* What is expected
Only lines containing the string "example" belong in the answer; find them in the records and copy them.
Dataset content Block Start
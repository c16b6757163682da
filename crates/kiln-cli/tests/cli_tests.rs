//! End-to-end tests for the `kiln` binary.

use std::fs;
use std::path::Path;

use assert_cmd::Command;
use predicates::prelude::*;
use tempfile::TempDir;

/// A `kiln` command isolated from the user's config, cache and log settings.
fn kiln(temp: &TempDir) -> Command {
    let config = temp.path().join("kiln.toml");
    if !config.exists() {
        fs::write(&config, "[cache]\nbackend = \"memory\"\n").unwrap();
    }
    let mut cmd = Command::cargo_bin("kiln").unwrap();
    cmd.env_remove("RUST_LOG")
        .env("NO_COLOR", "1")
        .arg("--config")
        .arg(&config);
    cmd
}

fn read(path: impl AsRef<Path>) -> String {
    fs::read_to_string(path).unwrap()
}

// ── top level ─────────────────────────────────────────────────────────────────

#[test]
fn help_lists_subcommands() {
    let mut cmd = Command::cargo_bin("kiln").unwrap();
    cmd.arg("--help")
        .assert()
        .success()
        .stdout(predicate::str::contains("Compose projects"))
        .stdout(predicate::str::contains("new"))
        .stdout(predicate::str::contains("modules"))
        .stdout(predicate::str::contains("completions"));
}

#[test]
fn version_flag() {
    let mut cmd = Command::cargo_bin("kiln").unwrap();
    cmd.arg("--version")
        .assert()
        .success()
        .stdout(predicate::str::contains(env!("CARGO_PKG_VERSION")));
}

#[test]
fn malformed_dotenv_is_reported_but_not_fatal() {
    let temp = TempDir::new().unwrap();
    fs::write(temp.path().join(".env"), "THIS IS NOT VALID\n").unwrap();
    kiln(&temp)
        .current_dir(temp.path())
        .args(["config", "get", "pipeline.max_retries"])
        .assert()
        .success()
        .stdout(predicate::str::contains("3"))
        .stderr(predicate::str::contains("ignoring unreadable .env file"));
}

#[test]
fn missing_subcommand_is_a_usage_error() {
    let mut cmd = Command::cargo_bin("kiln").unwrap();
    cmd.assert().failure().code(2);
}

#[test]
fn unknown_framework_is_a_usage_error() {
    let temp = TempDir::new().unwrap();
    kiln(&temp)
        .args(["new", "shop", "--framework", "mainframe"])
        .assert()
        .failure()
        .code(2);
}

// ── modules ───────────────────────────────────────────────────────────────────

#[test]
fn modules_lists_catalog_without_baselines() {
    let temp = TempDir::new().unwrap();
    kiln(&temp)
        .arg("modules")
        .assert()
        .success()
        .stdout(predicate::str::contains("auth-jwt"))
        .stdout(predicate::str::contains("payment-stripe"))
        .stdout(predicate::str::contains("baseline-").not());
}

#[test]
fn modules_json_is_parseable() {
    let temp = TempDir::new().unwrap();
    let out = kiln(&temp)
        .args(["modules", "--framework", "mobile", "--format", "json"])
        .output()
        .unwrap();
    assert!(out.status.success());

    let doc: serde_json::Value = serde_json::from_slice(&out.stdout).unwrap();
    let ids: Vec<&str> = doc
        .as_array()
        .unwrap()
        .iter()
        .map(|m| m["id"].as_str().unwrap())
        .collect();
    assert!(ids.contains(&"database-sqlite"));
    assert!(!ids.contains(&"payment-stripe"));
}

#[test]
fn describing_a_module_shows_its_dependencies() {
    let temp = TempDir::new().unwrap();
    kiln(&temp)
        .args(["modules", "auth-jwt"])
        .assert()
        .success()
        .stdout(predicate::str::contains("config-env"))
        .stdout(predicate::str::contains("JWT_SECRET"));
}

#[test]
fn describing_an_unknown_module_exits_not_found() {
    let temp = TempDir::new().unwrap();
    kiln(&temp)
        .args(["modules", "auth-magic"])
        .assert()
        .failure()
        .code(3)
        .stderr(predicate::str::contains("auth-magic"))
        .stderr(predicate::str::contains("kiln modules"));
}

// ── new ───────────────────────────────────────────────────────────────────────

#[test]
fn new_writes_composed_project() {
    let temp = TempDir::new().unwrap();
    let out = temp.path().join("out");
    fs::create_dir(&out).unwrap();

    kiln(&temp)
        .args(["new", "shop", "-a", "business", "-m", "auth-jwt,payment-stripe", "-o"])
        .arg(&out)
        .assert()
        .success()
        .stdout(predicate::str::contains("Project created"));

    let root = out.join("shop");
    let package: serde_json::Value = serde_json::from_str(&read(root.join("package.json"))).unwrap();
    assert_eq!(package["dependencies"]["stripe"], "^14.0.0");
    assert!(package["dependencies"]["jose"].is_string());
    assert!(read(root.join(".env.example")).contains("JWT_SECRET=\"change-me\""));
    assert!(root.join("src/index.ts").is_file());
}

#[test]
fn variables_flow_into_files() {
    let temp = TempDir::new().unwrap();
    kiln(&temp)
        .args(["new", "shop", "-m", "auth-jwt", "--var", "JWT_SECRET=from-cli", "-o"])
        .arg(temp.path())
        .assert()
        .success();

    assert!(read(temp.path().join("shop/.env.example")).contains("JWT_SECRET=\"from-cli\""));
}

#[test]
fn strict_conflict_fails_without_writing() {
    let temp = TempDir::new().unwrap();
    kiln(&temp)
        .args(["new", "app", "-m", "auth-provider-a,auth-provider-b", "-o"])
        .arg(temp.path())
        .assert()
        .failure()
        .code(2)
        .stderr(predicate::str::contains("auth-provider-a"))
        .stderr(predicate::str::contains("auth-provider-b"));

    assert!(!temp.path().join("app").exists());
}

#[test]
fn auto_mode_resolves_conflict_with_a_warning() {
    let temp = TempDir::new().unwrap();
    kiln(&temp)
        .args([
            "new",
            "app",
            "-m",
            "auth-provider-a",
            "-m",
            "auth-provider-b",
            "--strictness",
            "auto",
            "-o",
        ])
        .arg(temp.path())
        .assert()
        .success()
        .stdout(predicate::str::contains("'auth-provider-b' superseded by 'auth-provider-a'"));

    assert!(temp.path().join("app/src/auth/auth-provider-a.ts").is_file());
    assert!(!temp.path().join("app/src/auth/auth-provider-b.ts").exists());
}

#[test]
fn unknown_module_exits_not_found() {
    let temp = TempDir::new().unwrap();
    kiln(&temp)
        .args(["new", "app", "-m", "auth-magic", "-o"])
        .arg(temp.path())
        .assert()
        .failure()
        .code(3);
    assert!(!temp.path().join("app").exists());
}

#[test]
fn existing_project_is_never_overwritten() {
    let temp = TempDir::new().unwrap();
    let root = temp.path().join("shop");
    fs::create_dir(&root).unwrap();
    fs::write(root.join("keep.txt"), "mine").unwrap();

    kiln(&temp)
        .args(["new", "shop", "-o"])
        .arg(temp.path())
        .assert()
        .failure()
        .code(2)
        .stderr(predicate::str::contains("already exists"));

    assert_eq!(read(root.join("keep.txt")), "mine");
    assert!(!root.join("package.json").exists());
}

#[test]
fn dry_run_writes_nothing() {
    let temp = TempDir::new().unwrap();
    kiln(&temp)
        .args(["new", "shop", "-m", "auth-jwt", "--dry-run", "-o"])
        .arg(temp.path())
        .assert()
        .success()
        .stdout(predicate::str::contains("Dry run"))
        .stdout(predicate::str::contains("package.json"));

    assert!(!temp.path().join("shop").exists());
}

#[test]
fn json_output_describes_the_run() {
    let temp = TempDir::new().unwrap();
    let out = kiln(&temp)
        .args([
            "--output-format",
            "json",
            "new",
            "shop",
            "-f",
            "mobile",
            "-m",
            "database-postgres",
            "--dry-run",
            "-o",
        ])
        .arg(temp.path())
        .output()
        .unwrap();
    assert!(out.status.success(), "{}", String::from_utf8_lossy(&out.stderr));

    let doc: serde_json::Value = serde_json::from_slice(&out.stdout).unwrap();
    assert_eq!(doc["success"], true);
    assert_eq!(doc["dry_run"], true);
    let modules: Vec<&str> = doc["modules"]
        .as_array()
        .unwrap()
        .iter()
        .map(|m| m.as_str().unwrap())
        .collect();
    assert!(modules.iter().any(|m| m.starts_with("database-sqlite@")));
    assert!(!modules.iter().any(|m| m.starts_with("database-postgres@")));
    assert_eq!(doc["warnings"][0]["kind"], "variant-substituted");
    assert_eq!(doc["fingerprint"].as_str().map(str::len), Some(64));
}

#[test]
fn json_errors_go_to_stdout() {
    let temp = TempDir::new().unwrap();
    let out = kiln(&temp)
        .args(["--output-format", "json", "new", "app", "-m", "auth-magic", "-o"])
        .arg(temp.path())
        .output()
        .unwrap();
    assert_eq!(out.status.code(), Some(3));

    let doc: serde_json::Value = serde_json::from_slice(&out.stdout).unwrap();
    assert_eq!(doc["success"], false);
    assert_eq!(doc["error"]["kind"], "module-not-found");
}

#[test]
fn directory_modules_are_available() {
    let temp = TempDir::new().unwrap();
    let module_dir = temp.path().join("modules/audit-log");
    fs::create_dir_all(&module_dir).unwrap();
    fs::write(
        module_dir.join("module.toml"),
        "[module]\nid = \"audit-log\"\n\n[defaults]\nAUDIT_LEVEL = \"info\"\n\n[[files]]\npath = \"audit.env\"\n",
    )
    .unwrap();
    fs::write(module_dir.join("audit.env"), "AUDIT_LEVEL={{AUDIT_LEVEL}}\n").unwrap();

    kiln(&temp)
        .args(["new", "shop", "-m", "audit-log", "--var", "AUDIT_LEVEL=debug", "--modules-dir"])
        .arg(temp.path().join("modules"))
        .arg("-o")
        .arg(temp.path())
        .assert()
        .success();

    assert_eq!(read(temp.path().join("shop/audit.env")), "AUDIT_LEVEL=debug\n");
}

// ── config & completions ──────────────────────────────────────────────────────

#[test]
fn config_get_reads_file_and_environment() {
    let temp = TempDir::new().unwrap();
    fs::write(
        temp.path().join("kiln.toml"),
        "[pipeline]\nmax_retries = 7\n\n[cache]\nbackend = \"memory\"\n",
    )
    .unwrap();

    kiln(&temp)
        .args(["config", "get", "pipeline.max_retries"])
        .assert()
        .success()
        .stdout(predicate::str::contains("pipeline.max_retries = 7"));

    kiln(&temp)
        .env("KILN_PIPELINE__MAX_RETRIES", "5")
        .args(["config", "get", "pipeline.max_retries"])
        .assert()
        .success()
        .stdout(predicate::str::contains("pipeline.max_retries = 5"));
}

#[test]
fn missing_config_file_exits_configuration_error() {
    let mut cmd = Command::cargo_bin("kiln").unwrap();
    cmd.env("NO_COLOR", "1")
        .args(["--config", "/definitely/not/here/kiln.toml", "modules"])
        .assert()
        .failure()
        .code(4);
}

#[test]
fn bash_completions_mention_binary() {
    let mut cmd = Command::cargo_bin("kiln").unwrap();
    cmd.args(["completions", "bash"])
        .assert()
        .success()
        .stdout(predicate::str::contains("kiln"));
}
Dataset content Block End
* Worked solution
    assert!(read(root.join(".env.example")).contains("JWT_SECRET=\"change-me\""));
    assert!(read(temp.path().join("shop/.env.example")).contains("JWT_SECRET=\"from-cli\""));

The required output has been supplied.